Abstract

HISTORY: 19 y/o woman with nine months of burning right ankle pain. Saw PCP after four months of pain with bland exam, pain felt to be a component of her anxiety and increased activity recommended. At five-month mark she sprained her left ankle; home physical therapy plan from student health sports clinic improved left ankle pain and worsened right ankle pain. When right ankle pain began to limit walking she returned to student health, where x-rays were normal and an ultrasound showed a 2.5 cm x 0.5 cm complex hypoechogenic mass with thickened lining consistent with a ganglion cyst.
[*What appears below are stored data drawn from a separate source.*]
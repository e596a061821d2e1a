//! CLI argument parsing for apache-exporter
//!
//! This module provides the command-line interface using clap derive macros.
//!
//! # Options
//!
//! - `--config` / `-c`: Configuration file path (default: config.yaml, env: APACHE_EXPORTER_CONFIG)
//! - `--port` / `-p`: Server port (env: APACHE_EXPORTER_PORT)
//! - `--bind-address`: Server bind address (env: APACHE_EXPORTER_BIND_ADDRESS)
//! - `--metrics-path`: Metrics endpoint path (env: APACHE_EXPORTER_METRICS_PATH)
//! - `--scrape-uri`: Default status page URI (env: APACHE_EXPORTER_SCRAPE_URI)
//! - `--timeout-ms`: Scrape timeout in milliseconds (env: APACHE_EXPORTER_TIMEOUT_MS)
//! - `--insecure`: Skip TLS certificate verification (env: APACHE_EXPORTER_INSECURE)
//! - `--namespace`: Metric name prefix (env: APACHE_EXPORTER_NAMESPACE)
//! - `--validate`: Validate configuration without starting server
//! - `--log-level` / `-l`: Log level (trace/debug/info/warn/error, env: APACHE_EXPORTER_LOG_LEVEL)
//! - `--log-format`: Log output format (text/json, env: APACHE_EXPORTER_LOG_FORMAT)
//! - `--output-format`: Output format for --validate (text/json/yaml)
//!
//! # Precedence
//!
//! 1. CLI arguments
//! 2. Environment variables
//! 3. Configuration file
//! 4. Default values

use clap::{Parser, ValueEnum};
use std::path::PathBuf;

/// apache-exporter - Prometheus exporter for Apache httpd
///
/// Scrapes the machine-readable mod_status page (server-status?auto)
/// and exports it in Prometheus format.
#[derive(Parser, Debug)]
#[command(name = "apache-exporter")]
#[command(author, version, about, long_about = None)]
#[command(propagate_version = true)]
pub struct Cli {
    /// Path to configuration file
    #[arg(
        short,
        long,
        value_name = "FILE",
        default_value = "config.yaml",
        env = "APACHE_EXPORTER_CONFIG"
    )]
    pub config: PathBuf,

    /// Server port (overrides config file)
    #[arg(short, long, value_name = "PORT", env = "APACHE_EXPORTER_PORT")]
    pub port: Option<u16>,

    /// Server bind address (overrides config file)
    /// Supported values: IP addresses (0.0.0.0, 127.0.0.1, ::1) or "localhost"
    #[arg(long, value_name = "ADDRESS", env = "APACHE_EXPORTER_BIND_ADDRESS")]
    pub bind_address: Option<String>,

    /// Metrics endpoint path (overrides config file)
    #[arg(long, value_name = "PATH", env = "APACHE_EXPORTER_METRICS_PATH")]
    pub metrics_path: Option<String>,

    /// Default status page URI (overrides config file)
    #[arg(long, value_name = "URI", env = "APACHE_EXPORTER_SCRAPE_URI")]
    pub scrape_uri: Option<String>,

    /// Scrape timeout in milliseconds (overrides config file)
    #[arg(long, value_name = "MS", env = "APACHE_EXPORTER_TIMEOUT_MS")]
    pub timeout_ms: Option<u64>,

    /// Ignore server certificate errors when scraping https targets
    #[arg(long, env = "APACHE_EXPORTER_INSECURE")]
    pub insecure: bool,

    /// Metric name prefix (overrides config file)
    #[arg(long, value_name = "NAMESPACE", env = "APACHE_EXPORTER_NAMESPACE")]
    pub namespace: Option<String>,

    /// Validate configuration without starting server
    #[arg(long)]
    pub validate: bool,

    /// Log level
    #[arg(
        short,
        long,
        value_enum,
        default_value = "info",
        env = "APACHE_EXPORTER_LOG_LEVEL"
    )]
    pub log_level: LogLevel,

    /// Log output format
    #[arg(long, value_enum, default_value = "text", env = "APACHE_EXPORTER_LOG_FORMAT")]
    pub log_format: LogFormat,

    /// Output format for --validate
    #[arg(long, value_enum, default_value = "text")]
    pub output_format: OutputFormat,
}

/// Log level options
#[derive(Copy, Clone, Debug, PartialEq, Eq, ValueEnum)]
pub enum LogLevel {
    Trace,
    Debug,
    Info,
    Warn,
    Error,
}

impl From<LogLevel> for tracing::Level {
    fn from(level: LogLevel) -> Self {
        match level {
            LogLevel::Trace => tracing::Level::TRACE,
            LogLevel::Debug => tracing::Level::DEBUG,
            LogLevel::Info => tracing::Level::INFO,
            LogLevel::Warn => tracing::Level::WARN,
            LogLevel::Error => tracing::Level::ERROR,
        }
    }
}

/// Log output format
#[derive(Copy, Clone, Debug, PartialEq, Eq, ValueEnum)]
pub enum LogFormat {
    /// Human-readable lines
    Text,
    /// One JSON object per event
    Json,
}

/// Output format options for validate mode
#[derive(Copy, Clone, Debug, PartialEq, Eq, ValueEnum)]
pub enum OutputFormat {
    /// Human-readable text output
    Text,
    /// JSON output
    Json,
    /// YAML output
    Yaml,
}
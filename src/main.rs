//! apache-exporter - Prometheus exporter for Apache httpd
//!
//! This binary scrapes the mod_status page of an Apache server and serves
//! the values on a Prometheus-compatible metrics endpoint.

use anyhow::Result;
use clap::Parser;
use tracing::info;

use apache_exporter::{
    cli::{Cli, OutputFormat},
    config::Config,
    server,
};

#[tokio::main]
async fn main() -> Result<()> {
    let cli = Cli::parse();

    apache_exporter::init_logging(cli.log_level, cli.log_format)?;

    let mut config = Config::load_or_default(&cli.config)?;
    config.apply_cli(&cli);
    config.validate()?;

    if cli.validate {
        print_config(&config, cli.output_format)?;
        return Ok(());
    }

    info!(
        version = env!("CARGO_PKG_VERSION"),
        scrape_uri = %config.apache.scrape_uri,
        "Starting apache-exporter"
    );

    server::run(config).await?;

    Ok(())
}

/// Print the effective configuration for `--validate`
fn print_config(config: &Config, format: OutputFormat) -> Result<()> {
    match format {
        OutputFormat::Text => {
            println!("Configuration is valid");
            println!("  scrape_uri:   {}", config.apache.scrape_uri);
            println!("  insecure:     {}", config.apache.insecure);
            println!("  timeout_ms:   {}", config.apache.timeout_ms);
            println!(
                "  listen:       {}:{}",
                config.server.bind_address, config.server.port
            );
            println!("  metrics_path: {}", config.server.path);
            println!("  namespace:    {}", config.metrics.namespace);
        }
        OutputFormat::Json => {
            println!("{}", serde_json::to_string_pretty(config)?);
        }
        OutputFormat::Yaml => {
            print!("{}", serde_yaml::to_string(config)?);
        }
    }
    Ok(())
}
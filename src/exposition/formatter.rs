//! Prometheus Exposition Format output
//!
//! Renders [`MetricSample`]s into the text exposition format (version 0.0.4).
//!
//! ```text
//! # HELP <family> <help_text>
//! # TYPE <family> <type>
//! <metric_name>{<label1>="<value1>",<label2>="<value2>"} <value>
//! ```

use std::collections::HashMap;

use super::metric::MetricSample;

/// Content type of the rendered output
pub const CONTENT_TYPE: &str = "text/plain; version=0.0.4; charset=utf-8";

/// Prometheus text format renderer
///
/// # Example
///
/// ```ignore
/// use apache_exporter::exposition::{ApacheDescs, PrometheusFormatter};
///
/// let descs = ApacheDescs::default();
/// let output = PrometheusFormatter::new().format(&[descs.up.sample(1.0)]);
/// assert!(output.contains("apache_up 1"));
/// ```
#[derive(Debug, Clone, Default)]
pub struct PrometheusFormatter;

impl PrometheusFormatter {
    /// Create a new formatter
    pub fn new() -> Self {
        Self
    }

    /// Format samples into Prometheus exposition format
    ///
    /// HELP and TYPE are written once per family, families appear in the
    /// order they were first emitted, and samples keep their emission order
    /// inside a family.
    pub fn format(&self, samples: &[MetricSample]) -> String {
        if samples.is_empty() {
            return String::new();
        }

        let mut output = String::with_capacity(samples.len() * 80);

        for (family, group) in Self::group_by_family(samples) {
            let head = group[0];
            if let Some(help) = &head.help {
                output.push_str(&format!("# HELP {} {}\n", family, Self::escape_help(help)));
            }
            output.push_str(&format!("# TYPE {} {}\n", family, head.metric_type.as_str()));

            for sample in group {
                output.push_str(&Self::format_sample_line(sample));
                output.push('\n');
            }
        }

        output
    }

    /// Group samples by family, preserving order of first occurrence
    fn group_by_family(samples: &[MetricSample]) -> Vec<(&str, Vec<&MetricSample>)> {
        let mut index: HashMap<&str, usize> = HashMap::new();
        let mut groups: Vec<(&str, Vec<&MetricSample>)> = Vec::new();

        for sample in samples {
            let family = sample.family();
            match index.get(family) {
                Some(&i) => groups[i].1.push(sample),
                None => {
                    index.insert(family, groups.len());
                    groups.push((family, vec![sample]));
                }
            }
        }

        groups
    }

    fn format_sample_line(sample: &MetricSample) -> String {
        let mut line = sample.name.clone();

        // BTreeMap iteration is already sorted by label name
        if !sample.labels.is_empty() {
            let pairs: Vec<String> = sample
                .labels
                .iter()
                .map(|(k, v)| format!("{}=\"{}\"", k, Self::escape_label_value(v)))
                .collect();

            line.push('{');
            line.push_str(&pairs.join(","));
            line.push('}');
        }

        line.push(' ');
        line.push_str(&Self::format_value(sample.value));
        line
    }

    /// Format a numeric value
    ///
    /// - NaN → "NaN"
    /// - +Inf → "+Inf", -Inf → "-Inf"
    /// - integral values below 1e15 without a decimal point
    /// - everything else through `f64`'s shortest round-trip representation
    fn format_value(value: f64) -> String {
        if value.is_nan() {
            "NaN".to_string()
        } else if value.is_infinite() {
            if value.is_sign_positive() {
                "+Inf".to_string()
            } else {
                "-Inf".to_string()
            }
        } else if value.fract() == 0.0 && value.abs() < 1e15 {
            format!("{}", value as i64)
        } else if value.abs() >= 1e15 {
            format!("{:e}", value)
        } else {
            format!("{}", value)
        }
    }

    /// Escapes backslash and newline characters.
    fn escape_help(help: &str) -> String {
        help.replace('\\', "\\\\").replace('\n', "\\n")
    }

    /// Escapes backslash, double-quote, and newline characters.
    fn escape_label_value(value: &str) -> String {
        let mut escaped = String::with_capacity(value.len());
        for c in value.chars() {
            match c {
                '\\' => escaped.push_str("\\\\"),
                '"' => escaped.push_str("\\\""),
                '\n' => escaped.push_str("\\n"),
                _ => escaped.push(c),
            }
        }
        escaped
    }
}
She was referred to our clinic for a sports medicine evaluation and MRI. She initially saw a non-sports physician who ordered the MRI but also felt that her anxiety was the main driver of her symptoms. On seeing the sports medicine team, her pain had evolved to burning in the right ankle limiting ambulation, standing, and sleep at night. She indicated the path of the peroneal tendons around the malleolus as the site of pain. PHYSICAL EXAM: Tearful and concerned that we would also think her anxiety was the cause of her pain. Bilateral pes planus. Skin was warm and well perfused without lesions, redness, or ecchymoses. There was fullness and tenderness to palpation to her right sinus tarsi, and pain there with passive eversion of the ankle. There was no pain over peroneal tendons with ambulation, palpation, or resisted ROM. 5/5 strength without pain to dorsiflexion, plantarflexion, eversion, and inversion. DIFFERENTIAL DIAGNOSIS: 1) Sinus Tarsi Syndrome 2) Peroneal tendinopathy3) Ganglion Cyst 4) Pigmented Villonodular Synovitis (PVNS)TESTS & RESULTS: MRI R Ankle/hindfoot w/wo contrast: Intra-articular, well-defined enhancing mass lateral to the talus measuring 3.7 x 2.9 x 2.9 cm, extends into and obliterates the sinus tarsi without surrounding soft tissue or bone marrow edema. No erosions.No other abnormality. Leading differential consideration includes PVNS, FINAL/WORKING DIAGNOSIS: Pigmented Villonodular Synovitis TREATMENT & OUTCOMES:1)Biopsy confirmed tenosynovial giant cell tumor, diffuse type (PVNS). 2)Tumor resected by ortho-oncology, final pathology: 4.3 cm diffuse-type tenosynovial giant cell tumor (PVNS). 3)At five months post-op pain and activity tolerance much improved.